As shown in Unity’s Installation Guide, First go to the Package Manager in Unity and search for Input System, click Install and it will prompt you enable the new backends and restart, choose Yes.

It will show Install button where mine says Up to date

Once Unity restarted I continued by creating an empty gameobject in the Hierarchy and named it Input_Manager, clicked add component and added a Player Input Component. I also created a script named InputManager and attached it, this I used later to make 2 ActionMaps be enabled at once instead of the default 1. Instead of adding the Player Input component to my player I added it to this object so it can still be accessed when the player dies.

On this component click Create Actions… button and it will ask you where to save the .inputactions file, I named it “Controls” and saved it in a folder named “InputActions” that I created in my project’s Assets folder. (This step is found in Unity’s Quick Start Guide)

This creates an Asset pre-populated with a default set of Input Action Maps, Input Actions, and Input Bindings for Player and UI.
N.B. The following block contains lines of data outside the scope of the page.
//! In-memory table of agent-tracked children (spec §3.2, §9 redesign
//! note 2: a `HashMap` keyed by host PID with entries removed outright
//! on reap, replacing the original fixed-capacity array with a dead
//! `active` flag).

use std::collections::HashMap;

use libc::pid_t;

#[derive(Debug, Clone, PartialEq, Eq)]
pub struct ProcessRecord {
    pub host_pid: pid_t,
    pub name: String,
    /// Whether `ApplyConstraints` has ever succeeded for this PID, so
    /// the reaper knows whether a cgroup-removal attempt is worthwhile.
    pub cgroup_applied: bool,
}

#[derive(Default)]
pub struct ProcessRegistry {
    entries: HashMap<pid_t, ProcessRecord>,
}

impl ProcessRegistry {
    pub fn new() -> Self {
        Self::default()
    }

    pub fn insert(&mut self, host_pid: pid_t, name: String) {
        self.entries.insert(
            host_pid,
            ProcessRecord {
                host_pid,
                name,
                cgroup_applied: false,
            },
        );
    }

    pub fn get(&self, host_pid: pid_t) -> Option<&ProcessRecord> {
        self.entries.get(&host_pid)
    }

    pub fn mark_cgroup_applied(&mut self, host_pid: pid_t) {
        if let Some(record) = self.entries.get_mut(&host_pid) {
            record.cgroup_applied = true;
        }
    }

    /// Remove and return the record for `host_pid`, if present. Once
    /// removed a PID cannot reappear (spec P5): the only way back in
    /// is a fresh `StartProcess`, which the kernel guarantees won't
    /// reuse a still-tracked PID (§3.2 invariants).
    pub fn remove(&mut self, host_pid: pid_t) -> Option<ProcessRecord> {
        self.entries.remove(&host_pid)
    }

    pub fn iter(&self) -> impl Iterator<Item = &ProcessRecord> {
        self.entries.values()
    }

    pub fn len(&self) -> usize {
        self.entries.len()
    }

    pub fn is_empty(&self) -> bool {
        self.entries.is_empty()
    }
}

#[cfg(test)]
mod tests {
    use super::*;

    #[test]
    fn insert_then_remove_is_not_found_afterwards() {
        let mut reg = ProcessRegistry::new();
        reg.insert(100, "/bin/sleep".to_string());
        assert!(reg.get(100).is_some());
        let removed = reg.remove(100).unwrap();
        assert_eq!(removed.host_pid, 100);
        assert!(reg.get(100).is_none());
        // removing again is a no-op, not a panic or a reappearance
        assert!(reg.remove(100).is_none());
    }

    #[test]
    fn cgroup_applied_flag_tracks_apply_constraints() {
        let mut reg = ProcessRegistry::new();
        reg.insert(1, "x".to_string());
        assert!(!reg.get(1).unwrap().cgroup_applied);
        reg.mark_cgroup_applied(1);
        assert!(reg.get(1).unwrap().cgroup_applied);
    }
}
Change the Behavior option to Invoke Unity Events

Invoke Unity Events uses UnityEvent in the same way the Unity UI does. Unity displays an event for each Action that is linked to the component. This allows you to directly wire in the target method for each event.

Each target method takes an InputAction.CallbackContext argument that gives access to the Control that triggered the Action and the Action's value.

I now opened my Controls InputActionAsset and selected my Move action in the Player action map and changed the Action Type to Value and Control Type to Vector3.

Next I selected the Fire action and clicked the + next to it to create another binding, you can either click listen after selecting the path dropdown and hit the space key or click Keyboard and then search for Space key, I also checked the box for Keyboard&Mouse control scheme.

Next instead of adding new actions to my Player Action Map for my Restart level and Exit the game functionality I created a new one name GameManager since that is the script I have handling those features.

In the GameManager action map I made a new action named “Restart” and another named “Exit” and binded them to their respective keys. Esc key for exit and R key for Restart.

One last step we need to do before heading to our code, go to your EventSystem gameobject in the Hierarchy(If you’ve created any UI elements or canvas Unity will create an EventSystem object), it will show an error as seen below, just hit the Replace with InputSystemUIInputModule button and Unity will fix it.

Now I went to my Player script and added the namespace for the new input system at the top.

using UnityEngine.InputSystem;

I want my Player class to have access to the Player Actions interface so I added

Controls.IPlayerActions

It will underline and give you an error, just click the little icon and implement, it will add the required methods from the interface to the bottom of your script.

For my movement I originally was checking for input in my Update method with my CalculateMovement() method that looked like this…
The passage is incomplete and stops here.